Glashütte no es una marca: es una ciudad de Sajonia, al sur de Dresde, que desde 1845 constituye el polo de la alta relojería alemana. Ese año, Ferdinand Adolph Lange abrió allí la primera manufactura, formó aprendices locales e impuso un estándar constructivo que todavía define toda una escuela. El término «Glashütte», cuando aparece en una tapa de caja o en una ficha técnica, indica un conjunto preciso de soluciones estructurales y acabados decorativos, no simplemente un origen geográfico.
La platina de tres cuartos es la firma más reconocible. Lange la introdujo en 1864: una placa única en maillechort — aleación de cobre, níquel y zinc, llamada Neusilber o argentan en alemán — que cubre aproximadamente tres cuartos de la superficie del movimiento, dejando visible solo el barrilete. La elección no es originalmente estética: una platina continua ofrece mayor rigidez y reduce el juego entre componentes. Las manufacturas posteriores, de A. Lange & Söhne a Glashütte Original, de Nomos a Mühle y Tutima, han adoptado variantes de esta geometría — dos tercios, tres cuartos, con asimetrías propias — manteniendo el maillechort como material de referencia por su estabilidad dimensional y trabajabilidad.
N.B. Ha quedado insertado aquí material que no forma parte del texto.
//! Egg Lag Panel CLI
//!
//! Builds a household-week egg purchase panel from a transaction file.

use anyhow::{bail, Context, Result};
use clap::Parser;
use egg_lag_panel::{pipeline, DemographicOrder, PanelConfig, WeekLabelStyle, VERSION};
use std::path::PathBuf;
use tracing_subscriber::EnvFilter;

#[derive(Parser)]
#[command(name = "egg-panel")]
#[command(version = VERSION)]
#[command(about = "Build a household-week egg purchase panel from retail transactions", long_about = None)]
struct Cli {
    /// Transaction file; a bare file name is read from the raw data directory
    input: Option<String>,

    /// Panel file; a bare file name is written to the processed data directory
    output: Option<String>,

    /// Lag weeks per snapshot, including the target week
    #[arg(long)]
    lags: Option<usize>,

    /// Commodity description tagged as the target purchase
    #[arg(long)]
    target: Option<String>,

    /// Week label convention
    #[arg(long, value_enum)]
    week_label: Option<WeekLabelStyle>,

    /// Row order for picking household demographics
    #[arg(long, value_enum)]
    demographic_order: Option<DemographicOrder>,

    /// Only compute lag features; skip demographic and spend attributes
    #[arg(long)]
    skip_attributes: bool,

    /// Configuration file (defaults to the user config directory)
    #[arg(long)]
    config: Option<PathBuf>,

    /// Save a JSON run summary to this path
    #[arg(long)]
    summary: Option<PathBuf>,

    /// Print the effective configuration and exit
    #[arg(long)]
    print_config: bool,
}

impl Cli {
    /// Load the configuration file and apply command-line overrides.
    fn effective_config(&self) -> Result<PanelConfig> {
        let mut config = match &self.config {
            Some(path) => {
                if !path.exists() {
                    bail!("configuration file {} does not exist", path.display());
                }
                PanelConfig::load_from(path)
            }
            None => PanelConfig::load(),
        }
        .context("Could not load configuration")?;

        if let Some(lags) = self.lags {
            config.lag_depth = lags;
        }
        if let Some(target) = &self.target {
            config.target_commodity = target.clone();
        }
        if let Some(week_label) = self.week_label {
            config.week_label = week_label;
        }
        if let Some(order) = self.demographic_order {
            config.demographic_order = order;
        }
        if self.skip_attributes {
            config.enrich_attributes = false;
        }
        Ok(config)
    }
}

fn main() -> Result<()> {
    tracing_subscriber::fmt()
        .with_env_filter(
            EnvFilter::try_from_default_env().unwrap_or_else(|_| EnvFilter::new("info")),
        )
        .with_writer(std::io::stderr)
        .init();

    let cli = Cli::parse();
    let config = cli.effective_config()?;

    if cli.print_config {
        println!("Config file: {:?}", cli.config.clone().unwrap_or_else(PanelConfig::config_path));
        println!("{}", serde_json::to_string_pretty(&config)?);
        return Ok(());
    }

    let (Some(input), Some(output)) = (&cli.input, &cli.output) else {
        bail!("both INPUT and OUTPUT are required");
    };
    let input = config.resolve_input(input);
    let output = config.resolve_output(output);

    println!("Processing Data...");
    let summary = pipeline::run(&input, &output, &config)
        .with_context(|| format!("Failed to build panel from {}", input.display()))?;

    if let Some(path) = &cli.summary {
        summary
            .save(path)
            .with_context(|| format!("Could not save run summary to {}", path.display()))?;
    }

    println!("{}", summary.summary());
    println!("Processing Done!");
    Ok(())
}
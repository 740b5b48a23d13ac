//! Run reporting for the panel pipeline.
//!
//! This module records what a run read and produced, for display at the
//! end of a run and for optional persistence next to the panel.

pub mod summary;

// Re-export commonly used types
pub use summary::{RunStats, RunSummary};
En las platinas y puentes aparece el acabado más identificable de la escuela sajona: las estriaciones de Glashütte, en alemán Glashütter Streifenschliff. Son surcos paralelos finísimos, grabados a mano con una herramienta abrasiva en superficies previamente pulidas. El resultado es un patrón óptico que captura la luz de manera uniforme y direccional, diferente tanto de las côtes de Genève — que corren diagonalmente respecto al eje del movimiento — como del perlage circular. En las superficies planas de las platinas a veces se utiliza el acabado sunbeam, líneas radiales que parten de un punto central: se encuentra, entre otros, en los calibres Nomos de la serie DUW.
Entre las soluciones mecánicas típicas de la tradición sajona están el regulador de cuello de cisne — swan-neck — un resorte de forma curvada que bloquea el tornillo de regulación del volante con precisión y repetibilidad superiores a un simple registro de fricción, y el tourbillon volante, inventado en 1920 por el profesor Alfred Helwig en la Escuela de Relojería de Glashütte: la jaula está sostenida solo desde abajo, sin puente superior, haciendo visible la rotación desde ambos lados. El regulador de pico de pájaro — woodpecker-neck — es una variante desarrollada por Mühle Glashütte con geometría propia.
El «acabado sajón» también incluye biselado a mano en los bordes de las platinas, tornillos con cabeza bruñida o pulida a espejo, y chatones de oro prensado para rubíes en movimientos de gama alta, como en el calibre L155.1 de A. Lange & Söhne. Del taller he aprendido que la diferencia entre un acabado Glashütte ejecutado a mano y uno reproducido mecánicamente es visible con lupa: el paso entre los surcos nunca es perfectamente constante en el trabajo manual, y precisamente esa ligera irregularidad es el signo de que el trabajo es auténtico.